*WORK ITEM*: Search the listing below for the string "Returns" and show each line that contains it.

┄┄┄┄┄┄

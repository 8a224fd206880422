//! Prometheus metrics for the lockbridge relayer
//!
//! Exposed on the API server's /metrics endpoint.

use lazy_static::lazy_static;
use prometheus::{
    register_counter_vec, register_gauge, register_histogram, register_int_counter,
    register_int_gauge, CounterVec, Gauge, Histogram, IntCounter, IntGauge,
};

lazy_static! {
    // Source side
    pub static ref LOCK_EVENTS_OBSERVED: IntCounter = register_int_counter!(
        "lockbridge_lock_events_observed_total",
        "Total number of lock events delivered by the source subscription"
    ).unwrap();

    pub static ref DUPLICATES_DISCARDED: IntCounter = register_int_counter!(
        "lockbridge_duplicate_events_discarded_total",
        "Lock events discarded by the replay guard"
    ).unwrap();

    pub static ref DELIVERY_ERRORS: IntCounter = register_int_counter!(
        "lockbridge_delivery_errors_total",
        "Transient source delivery failures"
    ).unwrap();

    pub static ref LATEST_SOURCE_BLOCK: IntGauge = register_int_gauge!(
        "lockbridge_latest_source_block",
        "Latest source block whose lock events were delivered"
    ).unwrap();

    // Destination side
    pub static ref ATTESTATIONS_SIGNED: IntCounter = register_int_counter!(
        "lockbridge_attestations_signed_total",
        "Total number of release attestations signed"
    ).unwrap();

    pub static ref RELEASES: CounterVec = register_counter_vec!(
        "lockbridge_releases_total",
        "Release submissions by outcome",
        &["status", "class"]
    ).unwrap();

    pub static ref IN_FLIGHT: IntGauge = register_int_gauge!(
        "lockbridge_in_flight_submissions",
        "Release submissions currently awaiting finalization"
    ).unwrap();

    pub static ref PROCESSING_LATENCY: Histogram = register_histogram!(
        "lockbridge_processing_latency_seconds",
        "Time from dequeue to final outcome for one lock event",
        vec![0.1, 0.5, 1.0, 2.0, 5.0, 10.0, 30.0, 60.0]
    ).unwrap();

    // Health
    pub static ref UP: Gauge = register_gauge!(
        "lockbridge_up",
        "Whether the relayer is up and running"
    ).unwrap();
}

/// Record a lock event delivered by the source
pub fn record_lock_event() {
    LOCK_EVENTS_OBSERVED.inc();
}

/// Record a redelivery dropped by the guard
pub fn record_duplicate() {
    DUPLICATES_DISCARDED.inc();
}

pub fn record_delivery_error() {
    DELIVERY_ERRORS.inc();
}

pub fn record_source_block(block: u64) {
    LATEST_SOURCE_BLOCK.set(block as i64);
}

pub fn record_attestation() {
    ATTESTATIONS_SIGNED.inc();
}

/// Record a release outcome (`class` is "none" for successes)
pub fn record_release(status: &str, class: &str) {
    RELEASES.with_label_values(&[status, class]).inc();
}

pub fn record_latency(seconds: f64) {
    PROCESSING_LATENCY.observe(seconds);
}
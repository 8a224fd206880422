//! Release writers
//!
//! The [`ReleasePipeline`] consumes forwarded lock events from a bounded
//! queue and runs each one as an independent unit of work on a bounded
//! worker pool: journal, sign, submit, journal the outcome. A failure on
//! one event is logged and recorded; it never stops the pipeline.

use std::sync::Arc;
use std::time::{Duration, Instant};

use alloy::primitives::{Address, B256};
use async_trait::async_trait;
use eyre::{eyre, Result};
use prometheus::IntGauge;
use thiserror::Error;
use tokio::sync::{mpsc, Semaphore};
use tokio::task::JoinSet;
use tracing::{debug, error, info, warn};

use crate::db::Journal;
use crate::guard::ReplayGuard;
use crate::metrics;
use crate::retry::{classify_error, ErrorClass};
use crate::signer::AttestationSigner;
use crate::types::{Attestation, LockEvent, ReleaseOutcome};

pub mod evm;

pub use evm::EvmReleaseSubmitter;

/// Why a release submission did not succeed
#[derive(Debug, Clone, PartialEq, Eq, Error)]
pub enum SubmissionError {
    /// Recovered signer is not the destination's relayer (or it is disabled)
    #[error("Invalid signature")]
    InvalidSignature,
    /// Destination already released this nonce
    #[error("Nonce already processed")]
    DuplicateNonce,
    /// Any other on-chain rejection
    #[error("release reverted: {0}")]
    Reverted(String),
    /// Network or RPC failure; the destination gave no verdict
    #[error("transport error: {0}")]
    Transport(String),
}

impl SubmissionError {
    /// Map raw RPC / revert text onto a submission error
    pub fn from_message(message: &str) -> Self {
        match classify_error(message) {
            ErrorClass::InvalidSignature => SubmissionError::InvalidSignature,
            ErrorClass::DuplicateNonce => SubmissionError::DuplicateNonce,
            ErrorClass::Permanent => SubmissionError::Reverted(message.to_string()),
            ErrorClass::Transient | ErrorClass::Unknown => {
                SubmissionError::Transport(message.to_string())
            }
        }
    }

    pub fn class(&self) -> ErrorClass {
        match self {
            SubmissionError::InvalidSignature => ErrorClass::InvalidSignature,
            SubmissionError::DuplicateNonce => ErrorClass::DuplicateNonce,
            SubmissionError::Reverted(_) => ErrorClass::Permanent,
            SubmissionError::Transport(_) => ErrorClass::Transient,
        }
    }
}

/// Write access to a destination bridge's release entrypoint
#[async_trait]
pub trait ReleaseSubmitter: Send + Sync {
    /// Destination deployment this submitter writes to
    fn destination(&self) -> Address;

    /// Submit and wait for finalization. Returns the release transaction
    /// hash when the ledger has one.
    async fn submit_release(&self, attestation: &Attestation)
        -> Result<Option<B256>, SubmissionError>;
}

pub const DEFAULT_SUBMIT_TIMEOUT: Duration = Duration::from_secs(120);

/// Raises a gauge for as long as it is held, panics included
struct InFlightGuard {
    gauge: IntGauge,
}

impl InFlightGuard {
    fn new(gauge: &IntGauge) -> Self {
        gauge.inc();
        Self {
            gauge: gauge.clone(),
        }
    }
}

impl Drop for InFlightGuard {
    fn drop(&mut self) {
        self.gauge.dec();
    }
}

/// Bounded sign-and-submit worker pool
#[derive(Clone)]
pub struct ReleasePipeline {
    signer: AttestationSigner,
    submitter: Arc<dyn ReleaseSubmitter>,
    journal: Arc<dyn Journal>,
    max_in_flight: usize,
    /// A submission still pending after this frees its worker slot
    submit_timeout: Duration,
}

impl ReleasePipeline {
    pub fn new(
        signer: AttestationSigner,
        submitter: Arc<dyn ReleaseSubmitter>,
        journal: Arc<dyn Journal>,
        max_in_flight: usize,
    ) -> Result<Self> {
        if signer.destination() != submitter.destination() {
            return Err(eyre!(
                "Signer binds attestations to {} but submitter writes to {}",
                signer.destination(),
                submitter.destination()
            ));
        }
        if max_in_flight == 0 {
            return Err(eyre!("max_in_flight must be greater than 0"));
        }

        Ok(Self {
            signer,
            submitter,
            journal,
            max_in_flight,
            submit_timeout: DEFAULT_SUBMIT_TIMEOUT,
        })
    }

    pub fn with_submit_timeout(mut self, timeout: Duration) -> Self {
        self.submit_timeout = timeout;
        self
    }

    pub fn destination(&self) -> Address {
        self.submitter.destination()
    }

    /// Consume the queue until every sender is dropped, then drain
    /// in-flight submissions. At most `max_in_flight` events are processed
    /// concurrently; while all slots are busy the queue fills and the
    /// watcher blocks.
    pub async fn run(self, mut rx: mpsc::Receiver<LockEvent>) -> Result<()> {
        let semaphore = Arc::new(Semaphore::new(self.max_in_flight));
        let mut workers = JoinSet::new();

        info!(
            destination = %self.destination(),
            relayer = %self.signer.address(),
            max_in_flight = self.max_in_flight,
            "Release pipeline started"
        );

        loop {
            let permit = semaphore
                .clone()
                .acquire_owned()
                .await
                .map_err(|_| eyre!("worker semaphore closed"))?;

            let event = loop {
                tokio::select! {
                    event = rx.recv() => break event,
                    Some(joined) = workers.join_next(), if !workers.is_empty() => {
                        if let Err(e) = joined {
                            error!(error = %e, "Release worker panicked");
                        }
                    }
                }
            };

            let Some(event) = event else {
                info!("Release queue closed");
                break;
            };

            let pipeline = self.clone();
            workers.spawn(async move {
                let _permit = permit;
                let _in_flight = InFlightGuard::new(&metrics::IN_FLIGHT);
                pipeline.process_event(&event).await;
            });
        }

        if !workers.is_empty() {
            info!(in_flight = workers.len(), "Draining in-flight releases");
        }
        while let Some(joined) = workers.join_next().await {
            if let Err(e) = joined {
                error!(error = %e, "Release worker panicked");
            }
        }

        info!("Release pipeline stopped");
        Ok(())
    }

    /// Process one lock event end to end. Never fails: every outcome is
    /// logged and journaled. Returns `None` when the journal shows the
    /// event was already settled.
    pub async fn process_event(&self, event: &LockEvent) -> Option<ReleaseOutcome> {
        let started = Instant::now();
        let destination = self.destination();

        match self.journal.record_observed(event, destination).await {
            Ok(Some(status)) if status.is_terminal() => {
                info!(
                    recipient = %event.recipient,
                    nonce = %event.nonce,
                    status = %status,
                    "Lock event already settled, skipping"
                );
                return None;
            }
            Ok(_) => {}
            Err(e) => warn!(nonce = %event.nonce, error = %e, "Failed to journal observed event"),
        }

        let attestation = match self.signer.attest(event) {
            Ok(attestation) => attestation,
            Err(e) => {
                let outcome = ReleaseOutcome::Failed {
                    reason: format!("signing failed: {}", e),
                };
                self.finish(event, &outcome, Some(ErrorClass::Unknown), started)
                    .await;
                return Some(outcome);
            }
        };
        metrics::record_attestation();

        if let Err(e) = self.journal.record_signed(&attestation).await {
            warn!(nonce = %event.nonce, error = %e, "Failed to journal attestation");
        }

        debug!(
            recipient = %attestation.recipient,
            amount = %attestation.amount,
            nonce = %attestation.nonce,
            digest = %attestation.digest,
            "Submitting release"
        );

        let submitted =
            tokio::time::timeout(self.submit_timeout, self.submitter.submit_release(&attestation))
                .await
                .unwrap_or_else(|_| {
                    Err(SubmissionError::Transport(format!(
                        "receipt timeout after {:?}",
                        self.submit_timeout
                    )))
                });

        let (outcome, class) = match submitted {
            Ok(tx_hash) => (ReleaseOutcome::Released { tx_hash }, None),
            Err(e) => {
                let class = e.class();
                let outcome = if class.is_terminal() {
                    ReleaseOutcome::Rejected {
                        reason: e.to_string(),
                    }
                } else {
                    ReleaseOutcome::Failed {
                        reason: e.to_string(),
                    }
                };
                (outcome, Some(class))
            }
        };

        self.finish(event, &outcome, class, started).await;
        Some(outcome)
    }

    async fn finish(
        &self,
        event: &LockEvent,
        outcome: &ReleaseOutcome,
        class: Option<ErrorClass>,
        started: Instant,
    ) {
        let class_label = class.map(|c| c.as_str()).unwrap_or("none");

        match outcome {
            ReleaseOutcome::Released { tx_hash } => info!(
                sender = %event.sender,
                recipient = %event.recipient,
                amount = %event.amount,
                nonce = %event.nonce,
                source_tx = ?event.source_tx_hash,
                dest_tx = ?tx_hash,
                "Tokens released"
            ),
            ReleaseOutcome::Rejected { reason } => warn!(
                sender = %event.sender,
                recipient = %event.recipient,
                amount = %event.amount,
                nonce = %event.nonce,
                source_tx = ?event.source_tx_hash,
                class = class_label,
                reason = %reason,
                "Release rejected by destination"
            ),
            ReleaseOutcome::Failed { reason } => error!(
                sender = %event.sender,
                recipient = %event.recipient,
                amount = %event.amount,
                nonce = %event.nonce,
                source_tx = ?event.source_tx_hash,
                class = class_label,
                reason = %reason,
                "Release failed"
            ),
        }

        if let Err(e) = self
            .journal
            .record_outcome(self.destination(), event.nonce, outcome, class)
            .await
        {
            warn!(nonce = %event.nonce, error = %e, "Failed to journal release outcome");
        }

        metrics::record_release(outcome.status().as_str(), class_label);
        metrics::record_latency(started.elapsed().as_secs_f64());
    }
}

/// Re-enqueue journaled work left over from a previous run. Guard keys are
/// inserted first so a redelivery from the source is discarded. Returns the
/// number of events enqueued.
pub async fn resume_pending(
    journal: &dyn Journal,
    destination: Address,
    guard: &ReplayGuard,
    tx: &mpsc::Sender<LockEvent>,
    include_failed: bool,
) -> Result<usize> {
    let entries = journal.resumable(destination, include_failed).await?;
    let mut enqueued = 0;

    for entry in entries {
        let event = match entry.to_lock_event() {
            Ok(event) => event,
            Err(e) => {
                warn!(id = entry.id, nonce = %entry.nonce, error = %e, "Skipping unreadable journal entry");
                continue;
            }
        };

        if !guard.check_and_insert(event.guard_key()) {
            continue;
        }

        info!(
            recipient = %event.recipient,
            nonce = %event.nonce,
            status = %entry.status,
            "Resuming journaled release"
        );
        tx.send(event)
            .await
            .map_err(|_| eyre!("release pipeline queue closed"))?;
        enqueued += 1;
    }

    Ok(enqueued)
}
//! Lockbridge Relayer - Library interface
//!
//! Re-exports internal modules for use in integration tests.

pub mod api;
pub mod config;
pub mod contracts;
pub mod db;
pub mod destination;
pub mod guard;
pub mod hash;
pub mod metrics;
pub mod retry;
pub mod signer;
pub mod types;
pub mod watchers;
pub mod writers;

┄┄┄┄┄┄

*RESULT OF THE EXERCISE*:
    /// Submit and wait for finalization. Returns the release transaction
    /// logged and journaled. Returns `None` when the journal shows the
/// inserted first so a redelivery from the source is discarded. Returns the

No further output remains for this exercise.